EXERCISE BRIEF:
Print the lines of the data, starting with the first, up to and including the line where "usersync_api::start_server(state, addr, request_timeout).await" appears.

START EXERCISE MATERIAL

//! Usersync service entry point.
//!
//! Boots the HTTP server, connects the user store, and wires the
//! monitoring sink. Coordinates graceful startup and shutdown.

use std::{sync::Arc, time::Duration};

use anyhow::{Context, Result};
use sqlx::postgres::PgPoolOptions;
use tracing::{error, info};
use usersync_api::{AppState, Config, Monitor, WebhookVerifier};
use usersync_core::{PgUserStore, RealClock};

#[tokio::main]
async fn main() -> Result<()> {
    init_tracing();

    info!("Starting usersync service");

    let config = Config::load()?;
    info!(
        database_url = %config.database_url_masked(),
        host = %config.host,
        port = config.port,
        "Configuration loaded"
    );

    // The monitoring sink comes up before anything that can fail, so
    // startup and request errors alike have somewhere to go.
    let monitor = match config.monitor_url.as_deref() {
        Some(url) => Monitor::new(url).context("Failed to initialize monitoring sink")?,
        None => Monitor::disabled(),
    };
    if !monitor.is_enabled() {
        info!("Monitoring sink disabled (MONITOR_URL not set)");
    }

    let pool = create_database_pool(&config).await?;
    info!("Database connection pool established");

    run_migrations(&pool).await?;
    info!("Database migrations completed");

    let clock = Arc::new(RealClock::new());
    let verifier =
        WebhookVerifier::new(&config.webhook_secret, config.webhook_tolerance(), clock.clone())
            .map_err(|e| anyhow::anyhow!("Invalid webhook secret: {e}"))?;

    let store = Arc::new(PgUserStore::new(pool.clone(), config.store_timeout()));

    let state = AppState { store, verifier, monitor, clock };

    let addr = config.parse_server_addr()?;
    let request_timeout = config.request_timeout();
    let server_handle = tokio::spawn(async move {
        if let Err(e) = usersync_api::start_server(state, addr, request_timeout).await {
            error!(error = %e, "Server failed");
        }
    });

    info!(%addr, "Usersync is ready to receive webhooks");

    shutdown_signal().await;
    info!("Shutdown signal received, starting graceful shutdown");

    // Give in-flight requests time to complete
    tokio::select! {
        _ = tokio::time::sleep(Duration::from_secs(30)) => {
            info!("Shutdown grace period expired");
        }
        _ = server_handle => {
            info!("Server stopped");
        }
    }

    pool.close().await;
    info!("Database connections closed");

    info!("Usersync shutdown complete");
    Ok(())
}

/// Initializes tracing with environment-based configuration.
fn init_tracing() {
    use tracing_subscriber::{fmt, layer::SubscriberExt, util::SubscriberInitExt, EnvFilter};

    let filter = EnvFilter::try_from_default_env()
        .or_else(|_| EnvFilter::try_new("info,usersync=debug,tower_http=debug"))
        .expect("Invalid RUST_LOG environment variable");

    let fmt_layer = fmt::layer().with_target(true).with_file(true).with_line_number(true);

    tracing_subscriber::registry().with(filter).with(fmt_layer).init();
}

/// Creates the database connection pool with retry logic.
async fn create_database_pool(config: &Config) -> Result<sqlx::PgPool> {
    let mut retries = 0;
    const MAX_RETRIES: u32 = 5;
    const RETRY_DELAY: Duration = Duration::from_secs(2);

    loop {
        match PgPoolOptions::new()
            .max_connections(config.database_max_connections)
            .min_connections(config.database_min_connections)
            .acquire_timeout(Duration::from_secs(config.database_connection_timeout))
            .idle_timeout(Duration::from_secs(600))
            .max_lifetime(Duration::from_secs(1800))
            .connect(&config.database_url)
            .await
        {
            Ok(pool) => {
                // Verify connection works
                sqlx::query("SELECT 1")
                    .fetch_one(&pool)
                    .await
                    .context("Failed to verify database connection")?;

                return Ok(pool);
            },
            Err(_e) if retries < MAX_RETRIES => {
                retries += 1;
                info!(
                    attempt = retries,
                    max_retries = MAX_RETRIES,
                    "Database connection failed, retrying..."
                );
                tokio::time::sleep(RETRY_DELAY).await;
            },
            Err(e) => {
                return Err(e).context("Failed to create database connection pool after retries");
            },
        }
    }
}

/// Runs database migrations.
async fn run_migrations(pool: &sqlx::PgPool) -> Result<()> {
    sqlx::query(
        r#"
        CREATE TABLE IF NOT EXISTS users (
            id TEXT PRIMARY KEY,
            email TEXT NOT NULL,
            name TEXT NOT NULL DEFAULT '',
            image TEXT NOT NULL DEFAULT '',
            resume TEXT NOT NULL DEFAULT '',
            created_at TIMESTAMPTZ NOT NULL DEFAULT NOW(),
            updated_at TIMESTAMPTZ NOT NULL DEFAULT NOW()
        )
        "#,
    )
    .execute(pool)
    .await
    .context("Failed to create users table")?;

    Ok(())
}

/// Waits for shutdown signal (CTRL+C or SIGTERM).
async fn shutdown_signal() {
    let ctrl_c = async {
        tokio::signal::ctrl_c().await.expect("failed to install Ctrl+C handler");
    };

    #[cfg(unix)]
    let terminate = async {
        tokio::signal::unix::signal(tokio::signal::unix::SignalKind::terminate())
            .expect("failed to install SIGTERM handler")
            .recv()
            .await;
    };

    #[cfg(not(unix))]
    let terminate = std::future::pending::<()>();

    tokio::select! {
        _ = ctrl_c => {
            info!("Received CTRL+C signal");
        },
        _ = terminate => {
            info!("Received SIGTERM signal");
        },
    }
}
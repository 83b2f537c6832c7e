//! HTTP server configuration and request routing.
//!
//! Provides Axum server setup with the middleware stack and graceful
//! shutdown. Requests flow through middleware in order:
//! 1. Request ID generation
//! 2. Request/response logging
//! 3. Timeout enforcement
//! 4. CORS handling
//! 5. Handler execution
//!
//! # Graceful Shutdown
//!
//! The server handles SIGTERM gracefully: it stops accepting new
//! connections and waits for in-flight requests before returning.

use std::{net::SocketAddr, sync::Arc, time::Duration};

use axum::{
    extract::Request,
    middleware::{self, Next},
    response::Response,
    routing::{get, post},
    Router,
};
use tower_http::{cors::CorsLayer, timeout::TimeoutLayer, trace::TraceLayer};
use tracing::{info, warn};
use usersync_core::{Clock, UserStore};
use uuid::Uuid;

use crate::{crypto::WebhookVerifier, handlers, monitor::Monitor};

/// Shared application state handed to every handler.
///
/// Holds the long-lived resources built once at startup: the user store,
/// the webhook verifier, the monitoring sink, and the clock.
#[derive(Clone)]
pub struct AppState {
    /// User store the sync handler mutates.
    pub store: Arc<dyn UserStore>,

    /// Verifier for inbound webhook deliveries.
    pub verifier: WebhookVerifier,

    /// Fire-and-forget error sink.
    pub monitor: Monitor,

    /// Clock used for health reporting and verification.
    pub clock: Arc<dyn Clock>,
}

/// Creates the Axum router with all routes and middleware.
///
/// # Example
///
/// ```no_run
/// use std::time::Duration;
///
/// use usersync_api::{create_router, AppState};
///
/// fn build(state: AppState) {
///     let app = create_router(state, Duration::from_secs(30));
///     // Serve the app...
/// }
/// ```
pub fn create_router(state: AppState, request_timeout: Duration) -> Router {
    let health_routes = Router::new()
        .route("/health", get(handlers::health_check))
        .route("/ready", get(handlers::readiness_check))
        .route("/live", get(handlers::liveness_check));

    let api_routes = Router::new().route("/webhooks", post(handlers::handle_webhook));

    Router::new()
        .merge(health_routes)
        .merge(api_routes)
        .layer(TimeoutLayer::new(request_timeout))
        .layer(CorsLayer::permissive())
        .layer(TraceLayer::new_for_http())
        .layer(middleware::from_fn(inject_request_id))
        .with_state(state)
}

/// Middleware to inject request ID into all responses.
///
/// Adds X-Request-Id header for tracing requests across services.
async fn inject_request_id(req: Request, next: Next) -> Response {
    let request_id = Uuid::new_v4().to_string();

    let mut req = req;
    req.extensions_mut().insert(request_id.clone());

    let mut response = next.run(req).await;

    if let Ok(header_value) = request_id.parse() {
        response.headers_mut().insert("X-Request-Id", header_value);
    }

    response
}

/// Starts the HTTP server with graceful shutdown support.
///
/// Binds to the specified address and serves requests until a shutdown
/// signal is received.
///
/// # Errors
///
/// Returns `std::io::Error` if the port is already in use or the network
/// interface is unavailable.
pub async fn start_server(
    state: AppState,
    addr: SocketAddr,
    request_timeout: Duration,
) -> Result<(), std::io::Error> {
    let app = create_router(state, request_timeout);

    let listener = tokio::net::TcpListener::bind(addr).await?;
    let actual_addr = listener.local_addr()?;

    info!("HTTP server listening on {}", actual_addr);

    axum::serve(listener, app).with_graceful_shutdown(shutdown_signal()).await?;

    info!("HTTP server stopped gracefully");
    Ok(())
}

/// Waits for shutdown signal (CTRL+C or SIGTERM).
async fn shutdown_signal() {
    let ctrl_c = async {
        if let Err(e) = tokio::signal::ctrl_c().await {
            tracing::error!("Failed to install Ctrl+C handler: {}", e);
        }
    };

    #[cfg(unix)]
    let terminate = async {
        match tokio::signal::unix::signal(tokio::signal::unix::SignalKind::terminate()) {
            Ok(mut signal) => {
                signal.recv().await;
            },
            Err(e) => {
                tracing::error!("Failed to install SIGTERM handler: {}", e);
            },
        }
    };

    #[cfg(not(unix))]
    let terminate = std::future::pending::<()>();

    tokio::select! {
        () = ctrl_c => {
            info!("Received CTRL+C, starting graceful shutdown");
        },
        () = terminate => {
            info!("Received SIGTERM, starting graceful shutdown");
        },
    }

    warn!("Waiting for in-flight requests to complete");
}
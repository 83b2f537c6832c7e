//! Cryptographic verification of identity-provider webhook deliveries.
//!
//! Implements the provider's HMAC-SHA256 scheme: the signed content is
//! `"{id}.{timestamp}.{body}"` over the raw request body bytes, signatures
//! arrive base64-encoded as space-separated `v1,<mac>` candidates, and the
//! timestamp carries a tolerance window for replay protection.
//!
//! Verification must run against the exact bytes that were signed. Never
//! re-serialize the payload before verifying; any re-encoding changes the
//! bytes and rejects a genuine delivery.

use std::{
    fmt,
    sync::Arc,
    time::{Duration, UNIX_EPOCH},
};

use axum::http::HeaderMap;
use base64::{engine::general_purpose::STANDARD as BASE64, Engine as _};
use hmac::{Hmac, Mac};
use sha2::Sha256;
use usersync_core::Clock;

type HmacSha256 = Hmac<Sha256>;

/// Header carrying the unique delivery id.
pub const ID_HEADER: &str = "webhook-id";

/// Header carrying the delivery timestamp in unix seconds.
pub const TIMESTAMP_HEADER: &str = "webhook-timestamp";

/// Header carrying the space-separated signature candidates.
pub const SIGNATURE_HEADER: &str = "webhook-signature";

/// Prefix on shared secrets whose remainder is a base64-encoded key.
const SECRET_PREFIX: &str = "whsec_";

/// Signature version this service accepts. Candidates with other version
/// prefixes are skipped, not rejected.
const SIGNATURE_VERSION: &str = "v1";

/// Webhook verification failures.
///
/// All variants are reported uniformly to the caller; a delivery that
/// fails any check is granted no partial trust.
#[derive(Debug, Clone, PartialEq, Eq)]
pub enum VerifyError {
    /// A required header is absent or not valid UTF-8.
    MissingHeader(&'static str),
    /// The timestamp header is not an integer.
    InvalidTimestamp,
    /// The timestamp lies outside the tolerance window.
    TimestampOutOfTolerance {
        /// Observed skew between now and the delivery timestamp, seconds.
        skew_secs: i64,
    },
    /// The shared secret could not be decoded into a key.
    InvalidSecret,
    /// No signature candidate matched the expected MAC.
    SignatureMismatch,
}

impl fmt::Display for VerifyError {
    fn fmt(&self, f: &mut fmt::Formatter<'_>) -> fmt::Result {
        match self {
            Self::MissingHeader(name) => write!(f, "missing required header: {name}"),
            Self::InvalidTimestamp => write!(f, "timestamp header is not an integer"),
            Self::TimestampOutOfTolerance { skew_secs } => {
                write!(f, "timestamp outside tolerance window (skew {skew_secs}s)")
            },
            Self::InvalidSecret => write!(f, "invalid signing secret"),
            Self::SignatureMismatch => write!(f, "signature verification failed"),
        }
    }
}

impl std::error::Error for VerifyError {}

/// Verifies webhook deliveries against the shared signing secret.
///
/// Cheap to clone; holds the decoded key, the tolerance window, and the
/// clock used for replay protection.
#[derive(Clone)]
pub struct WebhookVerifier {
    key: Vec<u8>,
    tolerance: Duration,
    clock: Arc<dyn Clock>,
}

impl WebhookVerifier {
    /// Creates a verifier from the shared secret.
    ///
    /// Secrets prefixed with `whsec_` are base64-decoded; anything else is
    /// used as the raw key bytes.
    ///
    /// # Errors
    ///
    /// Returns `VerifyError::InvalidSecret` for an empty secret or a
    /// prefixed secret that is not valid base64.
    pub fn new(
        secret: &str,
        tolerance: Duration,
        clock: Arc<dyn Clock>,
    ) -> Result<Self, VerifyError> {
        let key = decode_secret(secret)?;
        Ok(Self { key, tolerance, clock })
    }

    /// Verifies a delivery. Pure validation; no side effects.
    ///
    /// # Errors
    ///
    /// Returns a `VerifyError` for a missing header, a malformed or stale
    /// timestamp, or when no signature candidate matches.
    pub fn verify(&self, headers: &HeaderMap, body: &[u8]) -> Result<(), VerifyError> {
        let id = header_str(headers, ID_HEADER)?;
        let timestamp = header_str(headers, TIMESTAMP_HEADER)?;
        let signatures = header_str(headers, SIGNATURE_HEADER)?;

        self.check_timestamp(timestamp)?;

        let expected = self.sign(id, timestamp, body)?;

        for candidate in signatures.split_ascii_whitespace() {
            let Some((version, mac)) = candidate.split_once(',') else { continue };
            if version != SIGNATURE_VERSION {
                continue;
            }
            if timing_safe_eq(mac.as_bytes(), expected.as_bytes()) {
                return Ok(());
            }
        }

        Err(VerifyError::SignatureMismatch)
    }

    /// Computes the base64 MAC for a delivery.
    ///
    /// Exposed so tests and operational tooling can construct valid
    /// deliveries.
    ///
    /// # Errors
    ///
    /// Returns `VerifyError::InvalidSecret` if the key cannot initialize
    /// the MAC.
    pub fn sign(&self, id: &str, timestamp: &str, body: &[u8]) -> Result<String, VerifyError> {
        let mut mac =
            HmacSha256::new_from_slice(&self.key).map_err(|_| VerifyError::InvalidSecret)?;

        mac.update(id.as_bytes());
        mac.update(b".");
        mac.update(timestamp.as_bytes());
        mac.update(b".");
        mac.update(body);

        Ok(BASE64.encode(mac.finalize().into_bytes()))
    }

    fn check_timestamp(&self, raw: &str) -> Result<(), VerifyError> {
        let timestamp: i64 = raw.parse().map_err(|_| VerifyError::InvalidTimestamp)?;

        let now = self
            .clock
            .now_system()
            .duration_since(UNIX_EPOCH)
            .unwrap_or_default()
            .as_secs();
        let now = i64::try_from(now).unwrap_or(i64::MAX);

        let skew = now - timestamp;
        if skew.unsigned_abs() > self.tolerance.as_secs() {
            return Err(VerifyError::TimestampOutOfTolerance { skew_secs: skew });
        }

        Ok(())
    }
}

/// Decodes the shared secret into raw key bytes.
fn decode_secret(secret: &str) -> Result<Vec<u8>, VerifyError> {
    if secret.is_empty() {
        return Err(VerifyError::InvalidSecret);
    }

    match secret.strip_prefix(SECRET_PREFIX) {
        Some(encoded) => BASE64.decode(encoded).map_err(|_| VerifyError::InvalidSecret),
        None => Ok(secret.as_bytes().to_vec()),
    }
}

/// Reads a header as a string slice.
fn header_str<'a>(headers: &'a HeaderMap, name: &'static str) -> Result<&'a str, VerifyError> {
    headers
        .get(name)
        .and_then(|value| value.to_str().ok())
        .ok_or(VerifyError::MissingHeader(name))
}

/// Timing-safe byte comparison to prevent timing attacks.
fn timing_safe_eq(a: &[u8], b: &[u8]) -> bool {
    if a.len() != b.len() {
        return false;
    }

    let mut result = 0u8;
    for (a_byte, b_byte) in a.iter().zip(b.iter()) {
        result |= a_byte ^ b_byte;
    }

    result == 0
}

END EXERCISE MATERIAL

SOLVED EXERCISE:
//! Usersync service entry point.
//!
//! Boots the HTTP server, connects the user store, and wires the
//! monitoring sink. Coordinates graceful startup and shutdown.

use std::{sync::Arc, time::Duration};

use anyhow::{Context, Result};
use sqlx::postgres::PgPoolOptions;
use tracing::{error, info};
use usersync_api::{AppState, Config, Monitor, WebhookVerifier};
use usersync_core::{PgUserStore, RealClock};

#[tokio::main]
async fn main() -> Result<()> {
    init_tracing();

    info!("Starting usersync service");

    let config = Config::load()?;
    info!(
        database_url = %config.database_url_masked(),
        host = %config.host,
        port = config.port,
        "Configuration loaded"
    );

    // The monitoring sink comes up before anything that can fail, so
    // startup and request errors alike have somewhere to go.
    let monitor = match config.monitor_url.as_deref() {
        Some(url) => Monitor::new(url).context("Failed to initialize monitoring sink")?,
        None => Monitor::disabled(),
    };
    if !monitor.is_enabled() {
        info!("Monitoring sink disabled (MONITOR_URL not set)");
    }

    let pool = create_database_pool(&config).await?;
    info!("Database connection pool established");

    run_migrations(&pool).await?;
    info!("Database migrations completed");

    let clock = Arc::new(RealClock::new());
    let verifier =
        WebhookVerifier::new(&config.webhook_secret, config.webhook_tolerance(), clock.clone())
            .map_err(|e| anyhow::anyhow!("Invalid webhook secret: {e}"))?;

    let store = Arc::new(PgUserStore::new(pool.clone(), config.store_timeout()));

    let state = AppState { store, verifier, monitor, clock };

    let addr = config.parse_server_addr()?;
    let request_timeout = config.request_timeout();
    let server_handle = tokio::spawn(async move {
        if let Err(e) = usersync_api::start_server(state, addr, request_timeout).await {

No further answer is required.